The Regular Expression replacements work by either allowing you to copy the source exactly as written, which is excellent for Alphanumerics which are not recognised in the source by Studio.  Prior to SP2 this occurred a lot, but even with SP2 you may find some that are not picked up.  I discussed this a little in an article a few weeks ago when Studio 2014 SP2 was released… the example looked like this:

008

So those tricky looking expressions just found the same pattern that is presented when typing the start of the alphanumeric into the target segment.  You can also use this to apply a translation.  So in the text I used for the other examples the expression “Article 56”, “Article 39” etc. comes up a lot.  I could save myself some time by looking for this pattern and replacing it with “l’article 56”, “l’article 39” etc.

014

This would generate me something like this where the Regex AutoSuggest result is now evident by the little “R” icon to the left of the suggestion:

013

In this example I also used an AutoSuggest Dictionary and you can see the Regex AutoSuggest takes second place and is at the bottom of my list, but I use the arrow up key to select this in one go which still saves me keystrokes.

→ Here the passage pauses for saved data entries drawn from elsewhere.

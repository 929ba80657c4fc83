use serde::{Deserialize, Serialize};
use serde_json::{Map, Value};

/// A callable tool advertised by the tool server.
///
/// Immutable for the lifetime of one classification/planning cycle; never
/// persisted across requests.
#[derive(Debug, Clone, PartialEq, Serialize, Deserialize)]
pub struct ToolDescriptor {
    pub name: String,
    #[serde(default)]
    pub description: String,
    #[serde(default, rename = "inputSchema")]
    pub input_schema: ToolSchema,
}

/// Parameter schema as the tool server reports it.
#[derive(Debug, Clone, Default, PartialEq, Serialize, Deserialize)]
pub struct ToolSchema {
    #[serde(default)]
    pub properties: Map<String, Value>,
    #[serde(default)]
    pub required: Vec<String>,
}

impl ToolDescriptor {
    pub fn new(name: impl Into<String>, description: impl Into<String>) -> Self {
        Self {
            name: name.into(),
            description: description.into(),
            input_schema: ToolSchema::default(),
        }
    }

    pub fn with_schema_fields(mut self, fields: &[&str]) -> Self {
        for field in fields {
            self.input_schema
                .properties
                .insert((*field).to_string(), serde_json::json!({ "type": "string" }));
        }
        self
    }
}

The new version of this plugin adds the variable list capability and these work by providing a place to enter all the variables under a named list, in this example I called it “Month”, with their translations like this:

010

Then you create a regular expression to manipulate the source but instead of requiring 12 expressions for each type of date manipulation you’ll ever require, you now only need one, like this for example:

011

So this would allow me to look for a source text such as “01 January 2014” and replace it via AutoSuggest into “01 Ionawr, 2014” for example.  Like this:

012

So by adding the name of the variable list enclosed with hash symbols (#Month#) into the regular expression I am able to transpose all 12 months with a single expression, and I can reuse this variable list in other expressions as the need arises.  Very cool!

Licensing

Finally, let’s take a look at the licensing requirements to be able to use these great features.  Not every version of Studio will give you the possibility to access them all and some can be restricted in terms of how they are used.  There are five different license types available for Studio; Express, Starter, Freelance, Professional and WorkGroup, each with their own capability.  You can find a description of all the differences in KB #4939, but I’m hoping this table below should help to explain what’s possible in terms of AutoSuggest alone.

002

It’s clear that if you have a Workgroup or a Professional License that you get everything here, but the other three could use a better explanation.  So let’s do that by licence type.

Freelance

The only thing a standard Freelance license lacks is the ability to actually create the AutoSuggest Dictionary yourself.  So you can use one if someone provides the *.bpm file(s), or you download one from the SDL OpenExchange website where there are several to be found that have been created and shared by others.  But you can only create your own AutoSuggest Dictionary if you have a special license called the AutoSuggest Creator License.

003

This Add-on is often thrown in as part of a special deal so many users have this license and didn’t even realise it.  But if you purchase the Freelance License without this Add-on then you’ll need this if you want to be able to create your own AutoSuggest Dictionaries.  You can find this license at TranslationZone in the Shop.

Starter and Express

I’ve lumped these two together because the restrictions here are very similar.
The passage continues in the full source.